Pode estar ou não estar.
A lucidez é identificar o que é, e a moralidade é almejar o que devia ser.
Se ao defender os nossos interesses estamos a fazer o que deve ser feito, então a nossa acção é moral.
Se ao defender os nossos interesses estamos a fazer algo que todos fazem, mas não devia ser feito, então estamos a ter uma acção imoral.
Considerar que o que deveria ser feito é diferente não é ingénuo. Ao contrário, é lúcido. E passar dessa consideração à acção é moral.
Isto pode ser algo abstracto, e saír do ambito da agricultura e proteccionismo. Mas parece-me fundamental.
"Pode estar ou não estar."
Pois pode. Por isso não se distrai do essencial: País que não trabalha para a lenha e para o pão mais cedo que tarde acaba no pregão.
Rima e tudo, mas creio que aquilo que tem de bom a previsão de uma crise grave algures no tempo, é que nunca falha.
Por isso, sem discordar dessa afirmação, eu faria outra mais geral:
«País que existe, mais cedo ou mais tarde terá uma crise grave»

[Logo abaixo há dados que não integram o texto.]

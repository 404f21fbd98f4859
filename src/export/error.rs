// ==========================================
// 工艺路线编排系统 - 导出模块错误类型
// ==========================================
// 工具: thiserror 派生宏
// ==========================================

use thiserror::Error;

use crate::domain::types::ExportFormat;
use crate::i18n::t_with_args;

/// 导出模块错误类型
#[derive(Error, Debug)]
pub enum ExportError {
    #[error("导出格式不支持: {0}")]
    UnsupportedFormat(ExportFormat),

    #[error("CSV 写入失败: {0}")]
    CsvWriteError(String),

    #[error("JSON 写入失败: {0}")]
    JsonWriteError(String),

    #[error("数据集结构错误 (行 {row}): 期望 {expected} 列，实际 {actual} 列")]
    ShapeMismatch {
        row: usize,
        expected: usize,
        actual: usize,
    },
}

impl ExportError {
    /// 本地化的用户提示
    pub fn user_message(&self) -> String {
        match self {
            ExportError::UnsupportedFormat(format) => {
                t_with_args("export.unsupported_format", &[("format", format.to_string().as_str())])
            }
            other => t_with_args("export.failed", &[("reason", other.to_string().as_str())]),
        }
    }
}

impl From<csv::Error> for ExportError {
    fn from(err: csv::Error) -> Self {
        ExportError::CsvWriteError(err.to_string())
    }
}

impl From<serde_json::Error> for ExportError {
    fn from(err: serde_json::Error) -> Self {
        ExportError::JsonWriteError(err.to_string())
    }
}

/// Result 类型别名
pub type ExportResult<T> = Result<T, ExportError>;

Não é muito útil nem rima, mas é bem verdadeira.
João Vasco,
Concordo com a resposta que deu ao Luis Lavoura. Quando se fala em Agricultura e Pecuária em Portugal, muita gente pensa em actividades de subsistência. Ora a Agro-Pecuária é uma actividade empresarial como qualquer outra que exige as mesmas ferramentas de planificação e gestão e investimentos estruturais demorados que determinam a sua viabilidade. Por exemplo, a Barragem do Alqueva não se fez de um dia para o outro. Ou, no Brasil, a Embrapa, instituição que coordena a investigação agrária,levou dezenas de anos a desenvolver as variedades de plantas tropicais adaptadas às suas condições que agora lhe dão a supremacia no mercado mundial.
Ena!
Tinha de haver alguma coisa :)
É. Nunca pensei.
"O Estado Novo promovia em 1929 a tristemente famosa Campanha do Trigo (considerado unanimemente como o maior crime ambiental alguma vez cometido em Portugal)"
Sim, senhor. A Campanha foi há 80 anos mas a desertificação só ocorre agora. Logo agora que os terrenos estão baldios!